Jamie Tablason loves illustrating for children and the young at heart. Through whimsical imagery and engaging characters, she hopes to connect with her audience and inspire young and old to tell their own stories. Jamie received her BFA and MA in illustration from CSU Long Beach, School of Art. She currently works and lives in Lakewood, CA, with her husband and their two dogs, a basset hound and bulldog.
Passionate about illustrating from an early age, Jamie spoke with us about differentiating the personalities of her characters, the importance of the subtleties of colors, and how research can actually be a fun part of her process.
Without further ado, Jamie Tablason, everyone!
Tell us a little about your background. What led you to become an illustrator? I started drawing fun and silly pictures, as most small children do, but I never stopped! As a kid in elementary school, I would copy cover art on Disney VHS tapes and after years of copying characters, I began to develop my own. As much as I loved drawing, I also discovered that I loved telling stories through my imagery. My sister and I would come up with hilarious scenarios and stories, featuring us, our friends, fictional characters, and I would draw them. Even at an early age, I loved sequential imagery, seeing the evolution of characters and composing each scene. This is probably why children’s books are my favorite form of illustration. Luckily, I was fortunate to have supportive parents and teachers who nurtured my passion along the way. During college, at California State University, Long Beach, I found myself gravitating towards a style that was more suited for children’s picture books and educational materials. What began as childhood doodles eventually gave me a BFA and an MFA in Illustration.
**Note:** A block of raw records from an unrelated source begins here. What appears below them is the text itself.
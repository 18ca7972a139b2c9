use async_trait::async_trait;
use iobench_universal_client::fs::FileSystemStore;
use iobench_universal_client::memory::MemoryStore;
use iobench_universal_client::BackendLimits;
use iobench_universal_client::BackendResult;
use iobench_universal_client::CommitFragmentsInput;
use iobench_universal_client::CreateFromBytesInput;
use iobench_universal_client::CreateObjectInput;
use iobench_universal_client::FragmentInfo;
use iobench_universal_client::ObjectPath;
use iobench_universal_client::ReadRangeInput;
use iobench_universal_client::StorageBackend;
use iobench_universal_client::WriteFragmentInput;
use iobench_universal_client::WriteRangeInput;
use libiobench::ctx::Ctx;
use libiobench::op::OpError;
use libiobench::op::OpResult;
use libiobench::pattern::run_pattern;
use libiobench::pattern::Pattern;
use libiobench::report::PatternReport;
use libiobench::runtime::LocalTeam;
use libiobench::BenchCfg;
use parking_lot::Mutex;
use std::sync::Arc;
use tempfile::tempdir;
use tracing_test::traced_test;

/// Wraps a `MemoryStore`, recording every commit. Can drop the last fragment of each commit, or silently skip the range write starting at a given offset.
struct RecordingStore {
  inner: MemoryStore,
  commits: Mutex<Vec<Vec<String>>>,
  drop_last_fragment: bool,
  skip_range_write_at: Option<u64>,
}

impl RecordingStore {
  fn new(limits: BackendLimits) -> Self {
    Self {
      inner: MemoryStore::new(limits),
      commits: Mutex::new(Vec::new()),
      drop_last_fragment: false,
      skip_range_write_at: None,
    }
  }

  fn metric(&self, name: &str) -> u64 {
    self
      .inner
      .metrics()
      .into_iter()
      .find(|(k, _)| *k == name)
      .unwrap()
      .1
  }
}

#[async_trait]
impl StorageBackend for RecordingStore {
  fn name(&self) -> &'static str {
    "recording"
  }

  fn limits(&self) -> BackendLimits {
    self.inner.limits()
  }

  fn metrics(&self) -> Vec<(&'static str, u64)> {
    self.inner.metrics()
  }

  async fn get_size(&self, target: &ObjectPath) -> BackendResult<u64> {
    self.inner.get_size(target).await
  }

  async fn read_range<'a>(&'a self, input: ReadRangeInput<'a>) -> BackendResult<Vec<u8>> {
    self.inner.read_range(input).await
  }

  async fn read_all(&self, target: &ObjectPath) -> BackendResult<Vec<u8>> {
    self.inner.read_all(target).await
  }

  async fn write_fragment<'a>(&'a self, input: WriteFragmentInput<'a>) -> BackendResult<()> {
    self.inner.write_fragment(input).await
  }

  async fn list_uncommitted_fragments(&self, target: &ObjectPath) -> BackendResult<Vec<FragmentInfo>> {
    self.inner.list_uncommitted_fragments(target).await
  }

  async fn commit_fragments<'a>(&'a self, mut input: CommitFragmentsInput<'a>) -> BackendResult<()> {
    self.commits.lock().push(input.ordered_ids.clone());
    if self.drop_last_fragment {
      input.ordered_ids.pop();
    };
    self.inner.commit_fragments(input).await
  }

  async fn create_object<'a>(&'a self, input: CreateObjectInput<'a>) -> BackendResult<()> {
    self.inner.create_object(input).await
  }

  async fn write_range<'a>(&'a self, input: WriteRangeInput<'a>) -> BackendResult<()> {
    if self.skip_range_write_at == Some(input.start) {
      return Ok(());
    };
    self.inner.write_range(input).await
  }

  async fn create_from_bytes<'a>(&'a self, input: CreateFromBytesInput<'a>) -> BackendResult<()> {
    self.inner.create_from_bytes(input).await
  }
}

fn limits(fragment_limit: u64) -> BackendLimits {
  BackendLimits {
    fragment_limit,
    section_limit: 1 << 20,
    precision: 5,
  }
}

fn cfg(bytes_per_rank: u64, fragment_limit: u64) -> BenchCfg {
  BenchCfg {
    source: ObjectPath::new("bench", "source.bin"),
    source_size: 600,
    target: ObjectPath::new("bench", "out.bin"),
    bytes_per_rank,
    fragment_limit,
    section_limit: 128,
    repeat: 1,
    precision: 5,
    verify: true,
  }
}

async fn run<B: StorageBackend + 'static>(
  world_size: usize,
  backend: Arc<B>,
  cfg: BenchCfg,
  pattern: Pattern,
) -> Vec<OpResult<PatternReport>> {
  let cfg = Arc::new(cfg);
  LocalTeam::run(world_size, |rt| {
    let backend = backend.clone();
    let cfg = cfg.clone();
    async move { run_pattern(Ctx::new(&rt, backend.as_ref(), &cfg), pattern).await }
  })
  .await
}

#[traced_test]
#[tokio::test]
async fn test_fragmented_writers_two_ranks() {
  let store = Arc::new(RecordingStore::new(limits(100)));
  let out = run(2, store.clone(), cfg(250, 100), Pattern::SingleObjectFragmentedWriters).await;
  let reports = out.into_iter().map(|r| r.unwrap()).collect::<Vec<_>>();

  let commits = store.commits.lock().clone();
  assert_eq!(commits, vec![vec![
    "00000-00000",
    "00000-00001",
    "00000-00002",
    "00001-00000",
    "00001-00001",
    "00001-00002",
  ]]);
  let object = store.read_all(&ObjectPath::new("bench", "out.bin")).await.unwrap();
  assert_eq!(object.len(), 500);
  assert!(object[..250].iter().all(|b| *b == 0));
  assert!(object[250..].iter().all(|b| *b == 1));
  assert_eq!(store.metric("fragment_write_count"), 6);

  for report in reports.iter() {
    assert_eq!(report.pattern, Pattern::SingleObjectFragmentedWriters);
    assert_eq!(report.total_bytes, 500);
    assert_eq!(report.trials, 1);
    assert_eq!(report.latency, reports[0].latency);
    assert!(report.latency.min <= report.latency.avg && report.latency.avg <= report.latency.max);
  }
  assert!(reports[0].postprocessing_secs.is_some());
  assert!(reports[1].postprocessing_secs.is_none());
}

#[tokio::test]
async fn test_fragmented_writers_commit_every_trial() {
  let store = Arc::new(RecordingStore::new(limits(64)));
  let mut c = cfg(100, 64);
  c.repeat = 3;
  let out = run(3, store.clone(), c, Pattern::SingleObjectFragmentedWriters).await;
  for res in out {
    assert_eq!(res.unwrap().trials, 3);
  }
  assert_eq!(store.commits.lock().len(), 3);
  assert_eq!(store.metric("commit_count"), 3);
  assert_eq!(store.metric("fragment_write_count"), 18);
  // Staging is emptied by every commit.
  let target = ObjectPath::new("bench", "out.bin");
  assert!(store.list_uncommitted_fragments(&target).await.unwrap().is_empty());
  assert_eq!(store.get_size(&target).await.unwrap(), 300);
}

#[tokio::test]
async fn test_fragment_limit_above_backend_limit_fails_before_io() {
  let store = Arc::new(RecordingStore::new(limits(50)));
  let out = run(2, store.clone(), cfg(250, 100), Pattern::SingleObjectFragmentedWriters).await;
  for res in out {
    assert!(matches!(res, Err(OpError::PartitionOverflow {
      requested: 100,
      limit: 50
    })));
  }
  assert_eq!(store.metric("fragment_write_count"), 0);
}

#[traced_test]
#[tokio::test]
async fn test_verification_failure_aborts_every_worker() {
  let mut store = RecordingStore::new(limits(100));
  store.drop_last_fragment = true;
  let store = Arc::new(store);
  let mut c = cfg(250, 100);
  c.repeat = 4;
  let out = run(3, store.clone(), c, Pattern::SingleObjectFragmentedWriters).await;
  assert!(matches!(out[0], Err(OpError::SizeMismatch {
    expected: 750,
    actual: 700
  })));
  assert!(matches!(out[1], Err(OpError::PeerAborted)));
  assert!(matches!(out[2], Err(OpError::PeerAborted)));
  // The remaining trials were not run.
  assert_eq!(store.commits.lock().len(), 1);
}

#[tokio::test]
async fn test_range_writers() {
  let store = Arc::new(RecordingStore::new(limits(100)));
  let mut c = cfg(250, 100);
  c.repeat = 2;
  let out = run(3, store.clone(), c, Pattern::SingleObjectRangeWriters).await;
  let reports = out.into_iter().map(|r| r.unwrap()).collect::<Vec<_>>();
  let object = store.read_all(&ObjectPath::new("bench", "out.bin")).await.unwrap();
  assert_eq!(object.len(), 750);
  for rank in 0..3 {
    assert!(object[rank * 250..(rank + 1) * 250].iter().all(|b| *b == rank as u8));
  }
  // 3 chunks per rank per trial.
  assert_eq!(store.metric("write_op_count"), 18);
  assert_eq!(store.metric("create_count"), 2);
  assert!(reports[0].create_secs.is_some());
  assert!(reports[1].create_secs.is_none());
  assert_eq!(reports[2].total_bytes, 750);
  assert!(store.commits.lock().is_empty());
}

#[traced_test]
#[tokio::test]
async fn test_range_verification_failure_aborts_every_worker() {
  let mut store = RecordingStore::new(limits(100));
  // Rank 1's first chunk never lands.
  store.skip_range_write_at = Some(250);
  let store = Arc::new(store);
  let mut c = cfg(250, 100);
  c.repeat = 3;
  let out = run(2, store.clone(), c, Pattern::SingleObjectRangeWriters).await;
  assert!(matches!(out[0], Err(OpError::DataMismatch {
    rank: 1,
    matching: 150,
    expected: 250
  })));
  assert!(matches!(out[1], Err(OpError::PeerAborted)));
  // The remaining trials were not run.
  assert_eq!(store.metric("create_count"), 1);
  assert_eq!(store.metric("write_op_count"), 5);
}

#[tokio::test]
async fn test_per_rank_writers() {
  let store = Arc::new(RecordingStore::new(limits(100)));
  let mut c = cfg(300, 100);
  c.section_limit = 1000;
  let out = run(2, store.clone(), c, Pattern::PerRankContainersMultipleWriters).await;
  for res in out {
    let report = res.unwrap();
    assert_eq!(report.pattern, Pattern::PerRankContainersMultipleWriters);
    assert_eq!(report.total_bytes, 600);
  }
  for rank in 0..2usize {
    let p = ObjectPath::new(format!("bench{rank:05}"), format!("out.bin{rank:05}"));
    assert_eq!(store.read_all(&p).await.unwrap(), vec![rank as u8; 300]);
  }
}

#[tokio::test]
async fn test_per_rank_writers_reject_oversized_objects() {
  let store = Arc::new(RecordingStore::new(limits(100)));
  let mut c = cfg(300, 100);
  c.section_limit = 200;
  let out = run(2, store.clone(), c, Pattern::PerRankObjectsMultipleWriters).await;
  for res in out {
    assert!(matches!(res, Err(OpError::PartitionOverflow {
      requested: 300,
      limit: 200
    })));
  }
  assert_eq!(store.metric("create_count"), 0);
}

#[traced_test]
#[tokio::test]
async fn test_readers() {
  let store = Arc::new(RecordingStore::new(limits(100)));

  let out = run(3, store.clone(), cfg(0, 100), Pattern::SingleObjectMultipleReaders).await;
  for res in out {
    assert_eq!(res.unwrap().total_bytes, 1800);
  }
  // 600 bytes in sections of 128, by each of 3 workers.
  assert_eq!(store.metric("read_op_count"), 15);

  let out = run(3, store.clone(), cfg(0, 100), Pattern::SingleObjectPartitionedReaders).await;
  for res in out {
    assert_eq!(res.unwrap().total_bytes, 600);
  }
  assert_eq!(store.metric("read_op_count"), 15 + 6);

  let out = run(7, store.clone(), cfg(0, 100), Pattern::SingleObjectPartitionedReaders).await;
  for res in out {
    assert!(matches!(res, Err(OpError::Configuration(_))));
  }

  let out = run(2, store.clone(), cfg(0, 100), Pattern::PerRankObjectsMultipleReaders).await;
  for res in out {
    assert_eq!(res.unwrap().total_bytes, 1200);
  }
  assert_eq!(
    store.read_all(&ObjectPath::new("bench", "source.bin00001")).await.unwrap(),
    vec![1u8; 600]
  );
}

#[tokio::test]
async fn test_per_rank_readers_reseed_sources() {
  let store = Arc::new(RecordingStore::new(limits(100)));
  // Another run left a shorter per-rank source behind; the pattern reseeds it first.
  store
    .create_from_bytes(CreateFromBytesInput {
      target: &ObjectPath::new("bench00000", "source.bin00000"),
      data: &[0u8; 10],
    })
    .await
    .unwrap();
  let out = run(1, store.clone(), cfg(0, 100), Pattern::PerRankContainersMultipleReaders).await;
  assert_eq!(out[0].as_ref().unwrap().total_bytes, 600);
}

#[tokio::test]
async fn test_invalid_configuration_is_rejected_by_every_worker() {
  let store = Arc::new(RecordingStore::new(limits(100)));
  let mut c = cfg(100, 100);
  c.repeat = 0;
  let out = run(2, store, c, Pattern::SingleObjectRangeWriters).await;
  for res in out {
    assert!(matches!(res, Err(OpError::Configuration(_))));
  }
}

#[traced_test]
#[tokio::test]
async fn test_fragmented_writers_on_filesystem() {
  let dir = tempdir().unwrap();
  let store = Arc::new(FileSystemStore::new(
    dir.path().to_path_buf(),
    FileSystemStore::default_limits(),
    false,
  ));
  let mut c = cfg(1000, 300);
  c.repeat = 2;
  let out = run(4, store.clone(), c, Pattern::SingleObjectFragmentedWriters).await;
  for res in out {
    assert_eq!(res.unwrap().total_bytes, 4000);
  }
  let object = store.read_all(&ObjectPath::new("bench", "out.bin")).await.unwrap();
  assert_eq!(object.len(), 4000);
  for rank in 0..4 {
    assert!(object[rank * 1000..(rank + 1) * 1000].iter().all(|b| *b == rank as u8));
  }
}

#[traced_test]
#[tokio::test]
async fn test_range_writers_on_filesystem() {
  let dir = tempdir().unwrap();
  let store = Arc::new(FileSystemStore::new(
    dir.path().to_path_buf(),
    FileSystemStore::default_limits(),
    false,
  ));
  let mut c = cfg(1000, 300);
  c.repeat = 2;
  let out = run(3, store.clone(), c, Pattern::SingleObjectRangeWriters).await;
  let reports = out.into_iter().map(|r| r.unwrap()).collect::<Vec<_>>();
  assert_eq!(reports[0].total_bytes, 3000);
  assert_eq!(reports[0].trials, 2);
  assert!(reports[0].create_secs.is_some());
  let object = store.read_all(&ObjectPath::new("bench", "out.bin")).await.unwrap();
  assert_eq!(object.len(), 3000);
  for rank in 0..3 {
    assert!(object[rank * 1000..(rank + 1) * 1000].iter().all(|b| *b == rank as u8));
  }
}

#[tokio::test]
async fn test_per_rank_writers_on_filesystem() {
  let dir = tempdir().unwrap();
  let store = Arc::new(FileSystemStore::new(
    dir.path().to_path_buf(),
    FileSystemStore::default_limits(),
    false,
  ));
  let mut c = cfg(500, 300);
  c.section_limit = 1000;
  let out = run(2, store.clone(), c, Pattern::PerRankContainersMultipleWriters).await;
  for res in out {
    assert_eq!(res.unwrap().total_bytes, 1000);
  }
  for rank in 0..2usize {
    let p = ObjectPath::new(format!("bench{rank:05}"), format!("out.bin{rank:05}"));
    assert_eq!(store.read_all(&p).await.unwrap(), vec![rank as u8; 500]);
  }
}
How were these illustrations created? What materials did you use? For Big, Brave, Bold Sergio, I used Adobe Photoshop on my Wacom Cintiq.
Tell us about your process. After reading a manuscript for a children’s picture book, I will sketch a few of the main characters first. I play with style and try to get the personality of the character to show through in those initial sketches. After I have figured out the right style for the characters, I dive into the spreads and at this point, it is just sketching, no color yet. I love to start with the first spread and the last spread. I figure out how I am going to begin the book, introduce the characters and then end the story. Once I figure out the beginning and the end, I feel more comfortable to dive into the body of the book. Rhythm and pacing is important in picture books. For most books, and depending on the narrative, I like to open with a bang and end with a bigger bang. You don’t want too many busy or quiet images right next to each other. After sketches are approved, I move into color, which plays a huge part in communicating the narrative. Naturally, I’m drawn towards very saturated colors, but for Sergio, I wanted a more subdued earthy and aquatic feel. I wanted the palette to be reminiscent of a freshwater pond where snapping turtles live. I used duller earth tones for the Snapper Gang while Sergio has a rosier, lavender color palette to reflect his optimism and brighter mood.
What was fun or surprising about the illustration process? Sometimes the best part about starting a project is that I am introduced to an unfamiliar subject matter, in this case, snapping turtles. Through my research, I stumbled upon a local reptile zoo that housed two, large snapping turtles. Sergio and the rest of the Snappers are based off the common snapping turtle, which have very interesting shells, skins, beaks, and almost a prehistoric looking tail like a stegosaurus. These features gave me tons of fun material to work with but achieving the right look for Sergio was a bit challenging. I wanted Sergio to look friendly and approachable yet retain the features of a snapping turtle without being too scary. I gave him a softer look through bigger eyes, rounded spikes and warmer colors. I also enjoyed designing each of the Snappers and wanted them to function as a group that was secondary to Sergio. My goal was to give them all their own distinct personalities; the big clumsy one, the skinny goofy one, and the short feisty one.
What was your favorite book as a child? Do you have any favorite illustrators? Papa, Please Get the Moon for Me by Eric Carle is one of my favorites. As a child I loved his simple relaxing imagery, the fun narrative, and textures (I would try to scratch the paint texture off the page). I also loved Tuesday by David Weisner. This book came out when I was in first grade, and you were lucky if you got to check it out from the library. I was also a big fan of the American Girl series in elementary school. As an illustrator, my idol would have to be Mary Blair; her work and what she accomplished in her life inspires me. Her color palettes have been very influential to my work. I would also sell my soul to paint like J.C Leyendecker and Wayne Thiebaud.
— No need to sell your soul, Jamie; we love your work as is!